(Data records Opens)

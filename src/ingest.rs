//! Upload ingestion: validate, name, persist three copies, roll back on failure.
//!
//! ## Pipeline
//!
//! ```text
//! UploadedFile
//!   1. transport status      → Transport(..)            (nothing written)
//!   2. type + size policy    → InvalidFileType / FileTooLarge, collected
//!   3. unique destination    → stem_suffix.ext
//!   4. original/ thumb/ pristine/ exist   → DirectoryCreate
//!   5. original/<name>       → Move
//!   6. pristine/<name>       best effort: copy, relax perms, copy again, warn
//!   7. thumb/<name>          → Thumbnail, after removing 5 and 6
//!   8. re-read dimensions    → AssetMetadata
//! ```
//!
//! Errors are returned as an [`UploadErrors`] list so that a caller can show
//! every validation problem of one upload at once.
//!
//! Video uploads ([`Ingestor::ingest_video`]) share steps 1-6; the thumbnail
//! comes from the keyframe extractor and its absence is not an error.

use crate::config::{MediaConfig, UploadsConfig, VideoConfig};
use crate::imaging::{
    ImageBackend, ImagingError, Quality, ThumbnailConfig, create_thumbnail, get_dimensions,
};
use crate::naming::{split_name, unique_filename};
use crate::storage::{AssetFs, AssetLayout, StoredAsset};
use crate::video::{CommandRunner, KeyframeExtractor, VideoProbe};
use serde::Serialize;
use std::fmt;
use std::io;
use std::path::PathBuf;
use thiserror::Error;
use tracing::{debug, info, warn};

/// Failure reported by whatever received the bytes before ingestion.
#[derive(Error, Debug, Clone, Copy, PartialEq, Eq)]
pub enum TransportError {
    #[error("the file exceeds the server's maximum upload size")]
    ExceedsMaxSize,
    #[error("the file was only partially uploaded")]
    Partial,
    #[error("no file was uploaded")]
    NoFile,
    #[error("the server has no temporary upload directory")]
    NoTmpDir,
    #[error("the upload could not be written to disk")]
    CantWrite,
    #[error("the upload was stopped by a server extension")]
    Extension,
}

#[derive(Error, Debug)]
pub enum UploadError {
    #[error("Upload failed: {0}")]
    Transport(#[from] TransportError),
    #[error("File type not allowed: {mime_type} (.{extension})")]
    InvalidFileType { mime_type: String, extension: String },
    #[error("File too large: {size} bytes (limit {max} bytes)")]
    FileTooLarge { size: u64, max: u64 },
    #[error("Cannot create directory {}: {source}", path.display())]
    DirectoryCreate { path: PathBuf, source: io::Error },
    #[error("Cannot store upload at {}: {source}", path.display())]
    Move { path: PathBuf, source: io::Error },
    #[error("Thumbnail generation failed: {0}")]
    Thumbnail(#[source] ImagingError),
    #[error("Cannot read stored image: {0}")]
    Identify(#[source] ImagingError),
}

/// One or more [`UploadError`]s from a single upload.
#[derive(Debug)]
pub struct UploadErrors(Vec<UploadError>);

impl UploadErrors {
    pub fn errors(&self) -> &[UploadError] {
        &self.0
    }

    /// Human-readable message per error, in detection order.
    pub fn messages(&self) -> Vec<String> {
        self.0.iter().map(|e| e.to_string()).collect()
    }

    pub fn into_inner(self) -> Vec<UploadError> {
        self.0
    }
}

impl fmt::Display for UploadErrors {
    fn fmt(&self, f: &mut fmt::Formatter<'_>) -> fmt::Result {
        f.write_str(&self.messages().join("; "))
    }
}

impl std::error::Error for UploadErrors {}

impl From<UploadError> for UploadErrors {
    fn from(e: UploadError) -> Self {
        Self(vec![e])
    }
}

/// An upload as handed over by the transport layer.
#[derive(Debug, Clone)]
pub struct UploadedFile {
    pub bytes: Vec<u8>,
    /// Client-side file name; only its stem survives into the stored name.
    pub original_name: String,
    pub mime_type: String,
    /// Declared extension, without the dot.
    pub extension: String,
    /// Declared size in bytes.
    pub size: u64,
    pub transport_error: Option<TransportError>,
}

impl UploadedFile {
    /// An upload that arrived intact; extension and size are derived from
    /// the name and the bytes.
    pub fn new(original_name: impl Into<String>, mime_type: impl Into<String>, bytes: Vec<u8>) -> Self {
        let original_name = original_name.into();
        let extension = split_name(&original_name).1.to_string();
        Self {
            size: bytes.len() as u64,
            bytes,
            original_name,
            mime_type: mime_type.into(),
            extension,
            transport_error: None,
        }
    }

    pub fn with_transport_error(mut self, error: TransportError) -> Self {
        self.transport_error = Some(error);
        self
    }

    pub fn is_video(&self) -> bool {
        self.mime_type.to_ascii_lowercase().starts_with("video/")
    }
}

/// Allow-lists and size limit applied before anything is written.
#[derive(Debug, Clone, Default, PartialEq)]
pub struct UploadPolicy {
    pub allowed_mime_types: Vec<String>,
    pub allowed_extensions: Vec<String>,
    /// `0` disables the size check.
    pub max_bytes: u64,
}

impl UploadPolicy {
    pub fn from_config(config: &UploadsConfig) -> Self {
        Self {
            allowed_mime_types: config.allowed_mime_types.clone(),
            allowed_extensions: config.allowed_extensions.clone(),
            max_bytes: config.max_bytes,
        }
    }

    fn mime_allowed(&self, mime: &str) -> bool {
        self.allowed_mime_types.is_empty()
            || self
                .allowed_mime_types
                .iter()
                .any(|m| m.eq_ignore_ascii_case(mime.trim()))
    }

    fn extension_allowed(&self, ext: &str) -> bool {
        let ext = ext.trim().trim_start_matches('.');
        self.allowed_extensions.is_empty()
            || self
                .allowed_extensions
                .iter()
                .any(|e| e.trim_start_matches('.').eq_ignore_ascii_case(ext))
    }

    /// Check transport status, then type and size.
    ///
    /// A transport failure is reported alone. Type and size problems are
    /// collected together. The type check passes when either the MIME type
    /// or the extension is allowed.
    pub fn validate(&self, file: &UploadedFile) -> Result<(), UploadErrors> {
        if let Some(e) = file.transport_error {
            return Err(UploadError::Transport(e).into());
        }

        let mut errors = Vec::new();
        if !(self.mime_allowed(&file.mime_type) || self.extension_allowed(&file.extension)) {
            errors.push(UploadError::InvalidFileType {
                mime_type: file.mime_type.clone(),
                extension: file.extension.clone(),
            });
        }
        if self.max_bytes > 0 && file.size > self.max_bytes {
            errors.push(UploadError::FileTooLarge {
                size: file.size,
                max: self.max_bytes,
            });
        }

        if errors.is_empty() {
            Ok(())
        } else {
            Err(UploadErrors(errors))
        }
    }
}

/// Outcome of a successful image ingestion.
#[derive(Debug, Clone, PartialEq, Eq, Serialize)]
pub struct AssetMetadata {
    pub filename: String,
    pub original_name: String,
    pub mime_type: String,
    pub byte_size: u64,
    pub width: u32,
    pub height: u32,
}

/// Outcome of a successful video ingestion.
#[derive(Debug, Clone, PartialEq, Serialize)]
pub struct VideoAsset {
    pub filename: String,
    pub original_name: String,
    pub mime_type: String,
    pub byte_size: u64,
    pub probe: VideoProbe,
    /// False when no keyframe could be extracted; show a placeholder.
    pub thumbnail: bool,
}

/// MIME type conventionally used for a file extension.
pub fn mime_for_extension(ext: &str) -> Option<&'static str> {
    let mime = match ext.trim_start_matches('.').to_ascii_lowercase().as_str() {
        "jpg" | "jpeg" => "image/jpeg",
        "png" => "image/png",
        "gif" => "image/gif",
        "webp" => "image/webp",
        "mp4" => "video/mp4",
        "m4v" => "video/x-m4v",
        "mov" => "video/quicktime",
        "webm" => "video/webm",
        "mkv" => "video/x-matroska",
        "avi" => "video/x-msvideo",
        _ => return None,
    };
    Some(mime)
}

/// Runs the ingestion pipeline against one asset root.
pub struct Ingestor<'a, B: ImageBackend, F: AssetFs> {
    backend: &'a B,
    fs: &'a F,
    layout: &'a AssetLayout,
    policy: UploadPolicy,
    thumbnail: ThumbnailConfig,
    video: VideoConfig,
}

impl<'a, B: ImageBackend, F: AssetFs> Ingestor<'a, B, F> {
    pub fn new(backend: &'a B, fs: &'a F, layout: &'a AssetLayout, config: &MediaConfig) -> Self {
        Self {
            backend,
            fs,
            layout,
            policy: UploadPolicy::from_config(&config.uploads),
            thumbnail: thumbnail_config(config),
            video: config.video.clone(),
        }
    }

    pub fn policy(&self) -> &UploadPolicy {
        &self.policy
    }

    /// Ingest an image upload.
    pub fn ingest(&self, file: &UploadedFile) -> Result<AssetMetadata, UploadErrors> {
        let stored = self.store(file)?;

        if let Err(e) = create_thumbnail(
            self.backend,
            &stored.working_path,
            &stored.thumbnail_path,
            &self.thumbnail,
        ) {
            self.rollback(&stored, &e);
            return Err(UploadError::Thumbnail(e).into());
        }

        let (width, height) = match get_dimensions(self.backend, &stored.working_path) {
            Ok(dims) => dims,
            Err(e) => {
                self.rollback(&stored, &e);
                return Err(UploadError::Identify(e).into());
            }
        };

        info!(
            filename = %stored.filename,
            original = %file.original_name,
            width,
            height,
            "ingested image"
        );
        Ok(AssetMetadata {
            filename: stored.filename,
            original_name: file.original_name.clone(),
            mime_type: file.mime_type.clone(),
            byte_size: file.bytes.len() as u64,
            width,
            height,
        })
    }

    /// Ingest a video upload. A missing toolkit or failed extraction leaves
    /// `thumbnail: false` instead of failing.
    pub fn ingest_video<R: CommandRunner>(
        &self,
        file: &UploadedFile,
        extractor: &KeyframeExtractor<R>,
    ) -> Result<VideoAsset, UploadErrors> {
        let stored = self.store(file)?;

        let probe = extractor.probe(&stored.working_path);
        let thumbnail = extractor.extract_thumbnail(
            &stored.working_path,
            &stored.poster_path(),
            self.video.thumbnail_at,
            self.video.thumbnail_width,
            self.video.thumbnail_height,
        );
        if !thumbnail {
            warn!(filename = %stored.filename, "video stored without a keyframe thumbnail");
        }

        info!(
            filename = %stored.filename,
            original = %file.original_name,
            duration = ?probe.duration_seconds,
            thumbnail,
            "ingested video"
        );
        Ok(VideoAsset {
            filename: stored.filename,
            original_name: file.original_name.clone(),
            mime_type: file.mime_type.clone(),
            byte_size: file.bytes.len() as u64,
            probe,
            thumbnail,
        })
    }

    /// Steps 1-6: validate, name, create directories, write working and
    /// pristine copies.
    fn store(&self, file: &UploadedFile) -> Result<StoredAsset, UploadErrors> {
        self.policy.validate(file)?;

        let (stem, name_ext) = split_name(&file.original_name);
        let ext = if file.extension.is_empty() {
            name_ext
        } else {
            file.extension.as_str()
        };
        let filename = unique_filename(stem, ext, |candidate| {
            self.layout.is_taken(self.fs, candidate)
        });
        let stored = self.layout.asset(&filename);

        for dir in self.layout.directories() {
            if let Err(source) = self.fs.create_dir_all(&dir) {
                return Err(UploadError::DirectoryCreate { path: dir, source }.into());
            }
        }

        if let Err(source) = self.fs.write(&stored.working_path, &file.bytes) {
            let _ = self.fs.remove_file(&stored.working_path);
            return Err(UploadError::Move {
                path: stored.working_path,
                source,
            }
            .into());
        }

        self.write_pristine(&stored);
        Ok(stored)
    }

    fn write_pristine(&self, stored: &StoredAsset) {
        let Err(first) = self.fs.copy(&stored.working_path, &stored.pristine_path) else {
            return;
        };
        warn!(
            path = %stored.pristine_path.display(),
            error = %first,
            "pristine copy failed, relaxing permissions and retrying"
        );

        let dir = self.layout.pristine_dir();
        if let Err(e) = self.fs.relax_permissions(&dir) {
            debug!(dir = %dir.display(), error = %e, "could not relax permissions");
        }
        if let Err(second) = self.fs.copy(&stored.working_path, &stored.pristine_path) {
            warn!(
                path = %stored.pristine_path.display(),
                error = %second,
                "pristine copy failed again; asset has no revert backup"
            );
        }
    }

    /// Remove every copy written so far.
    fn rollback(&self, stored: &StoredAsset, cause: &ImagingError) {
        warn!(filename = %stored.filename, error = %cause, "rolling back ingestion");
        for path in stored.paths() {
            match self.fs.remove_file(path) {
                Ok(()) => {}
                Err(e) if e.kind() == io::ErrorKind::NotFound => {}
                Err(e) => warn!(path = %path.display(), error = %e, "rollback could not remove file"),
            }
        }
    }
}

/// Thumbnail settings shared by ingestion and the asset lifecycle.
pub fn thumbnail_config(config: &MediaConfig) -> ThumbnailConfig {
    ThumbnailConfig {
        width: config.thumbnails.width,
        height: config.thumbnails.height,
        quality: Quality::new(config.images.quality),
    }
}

(Data records Closes)

Task to complete →
Check each line of the listing above, and copy it if it contains the word "ingestion".

Written answer →
//! Upload ingestion: validate, name, persist three copies, roll back on failure.
/// Failure reported by whatever received the bytes before ingestion.
/// Outcome of a successful image ingestion.
/// Outcome of a successful video ingestion.
/// Runs the ingestion pipeline against one asset root.
        warn!(filename = %stored.filename, error = %cause, "rolling back ingestion");
/// Thumbnail settings shared by ingestion and the asset lifecycle.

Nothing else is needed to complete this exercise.